Last night I attended the Griffin Theater Company production of The Constant Wife, a comedy written by W. Somerset Maugham. The play was a delight from start to finish with particularly good performances by Vanessa Greenway as Constance Middleton (the wife of the title) and Kate Harris as her mother. Maugham crafted a play about what in the mid 1920's must have been a bit less common than now, the new independent woman.
With delicious biting wit and delightful intrigue the play had me laughing about the foibles of Constance's doctor husband who was having an affair with her airhead of a best friend (played with an authentic air of frantic style by Stacie Barra).

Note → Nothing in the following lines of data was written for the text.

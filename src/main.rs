use std::path::{Path, PathBuf};

use anyhow::{bail, Context, Result};
use clap::{Parser, Subcommand};
use sqlx::postgres::PgPoolOptions;
use tracing::info;

use pgdelta::analyzer::{analyze, AnalyzerInput};
use pgdelta::apply::{apply_to_pool, ApplyOptions, ApplyStatus};
use pgdelta::diff::{compute_schema_diff, DiffContext};
use pgdelta::model::SchemaSnapshot;
use pgdelta::plan::plan_changes;
use pgdelta::sql::render_statements;

#[derive(Parser)]
#[command(name = "pgdelta", about = "Schema diff and migration planning for PostgreSQL")]
struct Cli {
    #[command(subcommand)]
    command: Command,
}

#[derive(Subcommand)]
enum Command {
    /// Compute the migration plan between two snapshot files
    Plan {
        /// Snapshot of the current (observed) state
        #[arg(long)]
        from: PathBuf,
        /// Snapshot of the desired state
        #[arg(long)]
        to: PathBuf,
        /// Emit the plan as JSON instead of a SQL script
        #[arg(long)]
        json: bool,
        /// Write output to a file instead of stdout
        #[arg(long)]
        out: Option<PathBuf>,
    },
    /// Apply the plan between two snapshots against a database
    Apply {
        #[arg(long)]
        from: PathBuf,
        #[arg(long)]
        to: PathBuf,
        #[arg(long, env = "DATABASE_URL")]
        database_url: String,
        #[arg(long, default_value_t = 10)]
        max_rounds: u32,
        /// Replay routine bodies with check_function_bodies = on at the end
        #[arg(long)]
        check_bodies: bool,
    },
    /// Topologically order the statements of a SQL corpus
    Analyze {
        /// SQL files to analyze
        paths: Vec<PathBuf>,
        #[arg(long)]
        json: bool,
    },
}

fn load_snapshot(path: &Path) -> Result<SchemaSnapshot> {
    let text = std::fs::read_to_string(path)
        .with_context(|| format!("reading snapshot {}", path.display()))?;
    serde_json::from_str(&text).with_context(|| format!("parsing snapshot {}", path.display()))
}

#[tokio::main]
async fn main() -> Result<()> {
    tracing_subscriber::fmt()
        .with_env_filter(tracing_subscriber::EnvFilter::from_default_env())
        .with_writer(std::io::stderr)
        .init();

    let cli = Cli::parse();
    match cli.command {
        Command::Plan { from, to, json, out } => {
            let main_state = load_snapshot(&from)?;
            let branch = load_snapshot(&to)?;
            let changes = compute_schema_diff(&DiffContext::default(), &main_state, &branch);
            let plan = plan_changes(changes);

            for diagnostic in &plan.diagnostics {
                eprintln!("warning: {diagnostic}");
            }

            let output = if json {
                serde_json::to_string_pretty(&plan)?
            } else {
                plan.to_script()
            };
            match out {
                Some(path) => std::fs::write(&path, output)
                    .with_context(|| format!("writing {}", path.display()))?,
                None => print!("{output}"),
            }
            Ok(())
        }
        Command::Apply { from, to, database_url, max_rounds, check_bodies } => {
            let main_state = load_snapshot(&from)?;
            let branch = load_snapshot(&to)?;
            let changes = compute_schema_diff(&DiffContext::default(), &main_state, &branch);
            let plan = plan_changes(changes);
            let statements = plan.to_statements();
            info!(statements = statements.len(), "applying plan");

            let pool = PgPoolOptions::new()
                .max_connections(1)
                .connect(&database_url)
                .await
                .context("connecting to the database")?;

            let options = ApplyOptions {
                max_rounds,
                final_validation: check_bodies,
            };
            let mut on_round = |stats: &pgdelta::apply::RoundStats| {
                info!(
                    round = stats.round,
                    applied = stats.applied,
                    deferred = stats.deferred,
                    skipped = stats.skipped,
                    "round complete"
                );
            };
            let outcome =
                apply_to_pool(&pool, &statements, &options, Some(&mut on_round), None).await?;

            println!("{}", serde_json::to_string_pretty(&outcome)?);
            match outcome.status {
                ApplyStatus::Success => Ok(()),
                ApplyStatus::Stuck => bail!(
                    "apply stuck after {} rounds with {} statements remaining",
                    outcome.total_rounds,
                    outcome.stuck_statements.len()
                ),
                ApplyStatus::Error => bail!("apply failed; see errors above"),
            }
        }
        Command::Analyze { paths, json } => {
            if paths.is_empty() {
                bail!("no inputs given");
            }
            let inputs: Vec<AnalyzerInput> =
                paths.into_iter().map(AnalyzerInput::File).collect();
            let result = analyze(&inputs);

            for diagnostic in &result.diagnostics {
                eprintln!("warning: {diagnostic}");
            }
            if json {
                println!("{}", serde_json::to_string_pretty(&result)?);
            } else {
                let statements: Vec<String> = result
                    .ordered
                    .iter()
                    .map(|node| node.text.trim_end_matches(';').to_string())
                    .collect();
                print!("{}", render_statements(&statements));
            }
            Ok(())
        }
    }
}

Through all the commotion of this Constance maintains a cool rational perspective, refreshingly in a play where she is surrounded by women who are almost caricatures of various female types. She truly portrays the epitome of a "constant wife". The production was well done from the set and music to the period costumes.
It was an evening where the laughter was consistent enough to make my theater companion forget all about her sore ankle. If the other plays of Maugham are as much fun I can easily understand how he once had four plays running simultaneously on the London stage.